Témoignage réédité en 2003 par l' Amicale des déportés d’Auschwitz et des camps de Haute-Silésie.

Je n'ai jamais lu ce témoignage mais m'étant intéressée à l'existence de Suzanne Birnbaum après la diffusion d'un reportage sur Arte en janvier dernier, voici un sujet sur son oeuvre :

Ce récit appartient à la catégorie des premiers témoignages que des rescapées du camp écrivirent quelques semaines après leur rapatriement en France.

Suzanne Birnbaum termina son manuscrit le 15 octobre 1945. Elle était revenue le 6 juin. Voici ce qu'elle nota en guise de préface :

« Je ne prétends pas faire œuvre littéraire. J'ai vu des choses tristes, souvent horribles. J'ai beaucoup souffert. Voici simplement tout ce que j'ai vu et vécu. »
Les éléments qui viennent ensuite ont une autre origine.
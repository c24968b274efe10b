//! # Pascal directory elements
//! The directory is the header followed immediately by packed entries,
//! which are allowed to cross block boundaries.

use binrw::{BinRead,BinWrite};
use super::types::ENTRY_SIZE;
use crate::{DiskStruct,DYNERR};

#[derive(BinRead,BinWrite,Clone)]
#[brw(little)]
pub struct VolDirHeader {
    /// points to the first boot block, not the header
    pub begin_block: u16,
    pub end_block: u16,
    pub file_type: u16,
    pub name_len: u8,
    pub name: [u8;7],
    pub total_blocks: u16,
    pub num_files: u16,
    pub last_access_date: u16,
    pub last_set_date: u16,
    pub pad: [u8;4]
}

#[derive(BinRead,BinWrite,Clone,Copy)]
#[brw(little)]
pub struct DirectoryEntry {
    pub begin_block: u16,
    pub end_block: u16,
    pub file_type: u16,
    pub name_len: u8,
    pub name: [u8;15],
    /// bytes in use in the last block
    pub bytes_remaining: u16,
    pub mod_date: u16
}

pub struct Directory {
    pub header: VolDirHeader,
    pub entries: Vec<DirectoryEntry>
}

impl DirectoryEntry {
    pub fn name(&self) -> String {
        let len = usize::min(15,self.name_len as usize);
        self.name[0..len].iter().map(|c| *c as char).collect()
    }
    pub fn raw_name(&self) -> Vec<u8> {
        self.name[0..usize::min(15,self.name_len as usize)].to_vec()
    }
}

impl VolDirHeader {
    pub fn name(&self) -> String {
        let len = usize::min(7,self.name_len as usize);
        self.name[0..len].iter().map(|c| *c as char).collect()
    }
}

impl Directory {
    /// Only the active entries, as counted by the header, are kept
    pub fn from_bytes(buf: &[u8]) -> Result<Self,DYNERR> {
        let header = VolDirHeader::from_bytes(&buf[0..ENTRY_SIZE])?;
        let count = usize::min((buf.len()/ENTRY_SIZE).saturating_sub(1),header.num_files as usize);
        let mut entries = Vec::new();
        for i in 1..=count {
            entries.push(DirectoryEntry::from_bytes(&buf[i*ENTRY_SIZE..(i+1)*ENTRY_SIZE])?);
        }
        Ok(Self { header, entries })
    }
    /// Header and entries followed by zeros, padded to `len`
    pub fn to_bytes(&self,len: usize) -> Result<Vec<u8>,DYNERR> {
        let mut ans = self.header.to_bytes()?;
        for entry in &self.entries {
            ans.append(&mut entry.to_bytes()?);
        }
        ans.resize(len,0);
        Ok(ans)
    }
}

#[test]
fn entry_sizes() {
    let buf = vec![0;ENTRY_SIZE*2];
    let dir = Directory::from_bytes(&buf).expect("directory did not parse");
    assert_eq!(dir.header.to_bytes().unwrap().len(),ENTRY_SIZE);
    assert_eq!(dir.to_bytes(2048).unwrap().len(),2048);
}
//! # `a2vol` main library
//!
//! This library finds and manipulates the file systems on Apple II disk images.
//! Given the bytes of an image file, it works out the container, the way sectors are
//! ordered within it, and the file system(s) it holds, then presents the files in a uniform table.
//!
//! ## Architecture
//!
//! Detection and access are layered:
//! * `img` recognizes the container and unwraps it into a flat `img::ByteSource`
//! * `bios` maps tracks, sectors and blocks onto the flat buffer using an addressing strategy (`bios::Order`)
//! * `fs` imposes a file system on a `bios::device::Device`
//!
//! When a file system is found it takes ownership of a device, which shares the byte source with
//! any other logical disk in the same image.  Changes are written through immediately, but they
//! are not permanent until the image is saved to whatever file system is hosting a2vol.
//!
//! ## File Systems
//!
//! * DOS 3.3, including the two logical disks of 800K UniDOS and OzDOS images
//! * ProDOS
//! * Pascal File System
//! * CP/M 2 on 5.25 inch disks
//!
//! ## Disk Images
//!
//! * 2MG
//! * DiskCopy 4.2
//! * NIB, NB2
//! * DSK, DO, PO

pub mod bios;
pub mod img;
pub mod fs;

use std::cell::RefCell;
use std::io::Cursor;
use std::rc::Rc;
use binrw::{BinRead,BinWrite};
use log::{debug,info,warn,error};
use bios::Order;
use bios::device::Device;
use img::{ByteSource,DiskImageType,Envelope,Hints};

pub type DYNERR = Box<dyn std::error::Error>;
pub type STDRESULT = Result<(),Box<dyn std::error::Error>>;

const KNOWN_FILE_EXTENSIONS: &str = "2mg,2img,dsk,do,po,hdv,nib,nb2,dc,dc42,image";

/// Fixed layout structures that go to and from disk.  This is implemented for everything
/// that `binrw` can read and write without arguments.
pub trait DiskStruct: Sized {
    /// Create the structure from bytes, which must be at least as long as the structure
    fn from_bytes(buf: &[u8]) -> Result<Self,DYNERR>;
    fn to_bytes(&self) -> Result<Vec<u8>,DYNERR>;
}

impl<T> DiskStruct for T where T: for<'a> BinRead<Args<'a> = ()> + for<'a> BinWrite<Args<'a> = ()> {
    fn from_bytes(buf: &[u8]) -> Result<Self,DYNERR> {
        let mut cursor = Cursor::new(buf);
        Ok(T::read_le(&mut cursor)?)
    }
    fn to_bytes(&self) -> Result<Vec<u8>,DYNERR> {
        let mut cursor = Cursor::new(Vec::new());
        self.write_le(&mut cursor)?;
        Ok(cursor.into_inner())
    }
}

/// Options that steer detection
#[derive(Clone,Debug)]
pub struct DetectOptions {
    /// file extension, only used to break ties between orders
    pub maybe_ext: Option<String>,
    /// verify container checksums where the container has them
    pub verify_checksums: bool
}

impl Default for DetectOptions {
    fn default() -> Self {
        Self {
            maybe_ext: None,
            verify_checksums: true
        }
    }
}

/// Outcome of a successful detection.  There is one file system per logical disk that was found,
/// i.e., two at most, in the case of a UniDOS or OzDOS image.
pub struct Detection {
    pub image_type: DiskImageType,
    pub hints: Hints,
    pub volumes: Vec<fs::FileSystem>,
    envelope: Envelope,
    source: Rc<RefCell<ByteSource>>
}

impl Detection {
    pub fn envelope(&self) -> &Envelope {
        &self.envelope
    }
    /// The first (often only) file system
    pub fn primary(&self) -> &fs::FileSystem {
        &self.volumes[0]
    }
    pub fn primary_mut(&mut self) -> &mut fs::FileSystem {
        &mut self.volumes[0]
    }
    /// Sectors that a nibble capture could not decode
    pub fn unreadable_sectors(&self) -> usize {
        self.source.borrow().unreadable_count()
    }
    /// The image file bytes, with all changes, wrapped in the original container
    pub fn to_bytes(&self) -> Result<Vec<u8>,DYNERR> {
        self.envelope.wrap(self.source.borrow().as_bytes())
    }
}

/// Group the candidate orders so that the two logical disks of a dual disk image are tried together
fn order_families(orders: &[Order]) -> Vec<Vec<Order>> {
    let same_family = |a: &Order,b: &Order| match (a,b) {
        (Order::UniDos(_),Order::UniDos(_)) => true,
        (Order::OzDos(_),Order::OzDos(_)) => true,
        _ => false
    };
    let mut ans: Vec<Vec<Order>> = Vec::new();
    for order in orders {
        if let Some(family) = ans.last_mut().filter(|f| same_family(&f[0],order)) {
            family.push(*order);
        } else {
            ans.push(vec![*order]);
        }
    }
    ans
}

/// Find the file system on a device, trying each in `fs::FS_ORDER`.
/// A parse failure after a successful check is returned as an error.
fn try_device(dev: &Device) -> Result<Option<fs::FileSystem>,DYNERR> {
    for kind in fs::FS_ORDER {
        if kind.check(dev) {
            info!("identified {} file system using {}",kind,dev.order());
            return Ok(Some(kind.parse(dev.clone())?));
        }
    }
    Ok(None)
}

/// Work out the container, the order, and the file systems.
/// Detection stops at the first order (or dual disk family) that yields a file system.
pub fn detect(buf: &[u8],opts: &DetectOptions) -> Result<Detection,DYNERR> {
    let norm = match img::identify(buf,opts.maybe_ext.as_deref(),opts.verify_checksums)? {
        Some(norm) => norm,
        None => {
            warn!("cannot match any image format");
            return Err(Box::new(fs::Error::NoFilesystemMatch));
        }
    };
    let mut hints = norm.hints;
    let src = Rc::new(RefCell::new(norm.source));
    for family in order_families(&norm.orders) {
        let mut volumes = Vec::new();
        for order in family {
            debug!("trying {}",order);
            let dev = match Device::new(Rc::clone(&src),order) {
                Ok(dev) => dev,
                Err(_) => continue
            };
            if let Some(vol) = try_device(&dev)? {
                hints.record_order(&order);
                volumes.push(vol);
            }
        }
        if volumes.len() > 0 {
            return Ok(Detection {
                image_type: norm.envelope.image_type(),
                hints,
                volumes,
                envelope: norm.envelope,
                source: src
            });
        }
    }
    warn!("cannot match any file system");
    Err(Box::new(fs::Error::NoFilesystemMatch))
}

/// Save the image file (make changes permanent)
pub fn save_img(disk: &Detection,img_path: &str) -> STDRESULT {
    std::fs::write(img_path,disk.to_bytes()?)?;
    Ok(())
}

/// Given a bytestream return the detected file systems, or Err if the bytestream cannot be interpreted.
/// Optional `maybe_ext` is used to prefer one order over another when the size is ambiguous.
pub fn create_fs_from_bytestream(disk_img_data: &[u8],maybe_ext: Option<&str>) -> Result<Detection,DYNERR> {
    let opts = DetectOptions {
        maybe_ext: maybe_ext.map(|x| x.to_string()),
        ..DetectOptions::default()
    };
    detect(disk_img_data,&opts)
}

/// Calls `create_fs_from_bytestream` getting the bytes from a file.
/// The file extension is passed along only if it is one we know.
pub fn create_fs_from_file(img_path: &str) -> Result<Detection,DYNERR> {
    match std::fs::read(img_path) {
        Ok(disk_img_data) => {
            let mut maybe_ext = img_path.split('.').last().map(|x| x.to_lowercase());
            if let Some(ext) = &maybe_ext {
                if !KNOWN_FILE_EXTENSIONS.split(',').any(|k| k==ext) {
                    maybe_ext = None;
                }
            }
            create_fs_from_bytestream(&disk_img_data,maybe_ext.as_deref())
        },
        Err(e) => {
            error!("could not read {}",img_path);
            Err(Box::new(e))
        }
    }
}

#[test]
fn dual_disk_orders_are_grouped() {
    let fam = order_families(&img::dsk::candidate_orders(img::dsk::SIZE_800K,None));
    assert_eq!(fam,vec![
        vec![Order::ProdosOrder(1600)],
        vec![Order::UniDos(1),Order::UniDos(2)],
        vec![Order::OzDos(1),Order::OzDos(2)]
    ]);
}

#[cfg(test)]
mod test {
    use super::*;

    #[derive(BinRead)]
    struct Unwritable {
        _val: u8
    }

    impl BinWrite for Unwritable {
        type Args<'a> = ();
        fn write_options<W: std::io::Write + std::io::Seek>(&self,_writer: &mut W,_endian: binrw::Endian,_args: ()) -> binrw::BinResult<()> {
            Err(binrw::Error::AssertFail { pos: 0, message: "cannot be written".to_string() })
        }
    }

    #[test]
    fn serialization_errors_propagate() {
        let x = Unwritable::from_bytes(&[1]).expect("read failed");
        assert!(x.to_bytes().is_err());
    }
}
Après, il fallut recommencer à vivre. Après Auschwitz, mais avec Auschwitz. Simplement, clairement, sans fioritures, sans pathos, Suzanne Birnbaum raconte son arrestation et sa déportation. Arrêtée le 6 janvier 1944, parce que juive, elle est conduite à Drancy puis déportée deux semaines plus tard. Trois jours et trois nuits de voyage où commence l'horreur. L'arrivée dans la neige, car les rails n'ont pas encore été prolongés jusqu'au cœur de Birkenau (convoi n° 66, 20 janvier 1944). Ce sera pour plus tard, pour les Juifs de Hongrie. Ils arriveront au plus près...ils mourront plus vite. Une arrivée en pleine nuit. Comme une hallucination. Dans un autre monde où on perd son nom. Elle devient le numéro 74837. Comme les autres, elle apprend vite. Obéir, pour ne pas pleuvoir sous les coups. Mais résister quand on le peut. Que le supplément de nourriture qu'on peut glaner contribue à vous maintenir en vie. Qu'une plaie peut vous faire mourir. Suzanne Birnbaum passe quelques semaines dans le camp de la quarantaine. L'apprentissage de la déshumanisation. Mal nourries, battues, à la merci des femmes chefs de block, de ces kapos sans aucune pitié, déjà malades à cause de la nourriture. Puis c'est le travail en kommando. Celui des pierres. Mais surtout celui des marais qui épuise les femmes, mal nourries, transies de froid, ravagées par la dysenterie. Des femmes qui tentent péniblement de garder leur dignité dans ces baraques où l'hygiène est inexistante. Se laver, nues dans la neige. Suzanne et d'autres femmes osent même se faire admettre à l'infirmerie du camp, le Revier, où le risque de mort est permanent. Comment soigner d'ailleurs ? Elles ont la chance d'échapper aux sélections qui régulièrement désignent des femmes pour la chambre à gaz. Comme elles ont déjà l'expérience du camp, elles savent ce que signifie la sélection. Suzanne Birnbaum évoque ces femmes qui à l'idée de mourir, deviennent folles. Elle raconte à la fois la solidarité, quand elle existe, mais aussi la haine qui anime les détenues de droit commun envers les Juives. Et avoue ne pas comprendre comment d'autres Juives kapos peuvent n'avoir aucune compassion pour leurs co-religionnaire.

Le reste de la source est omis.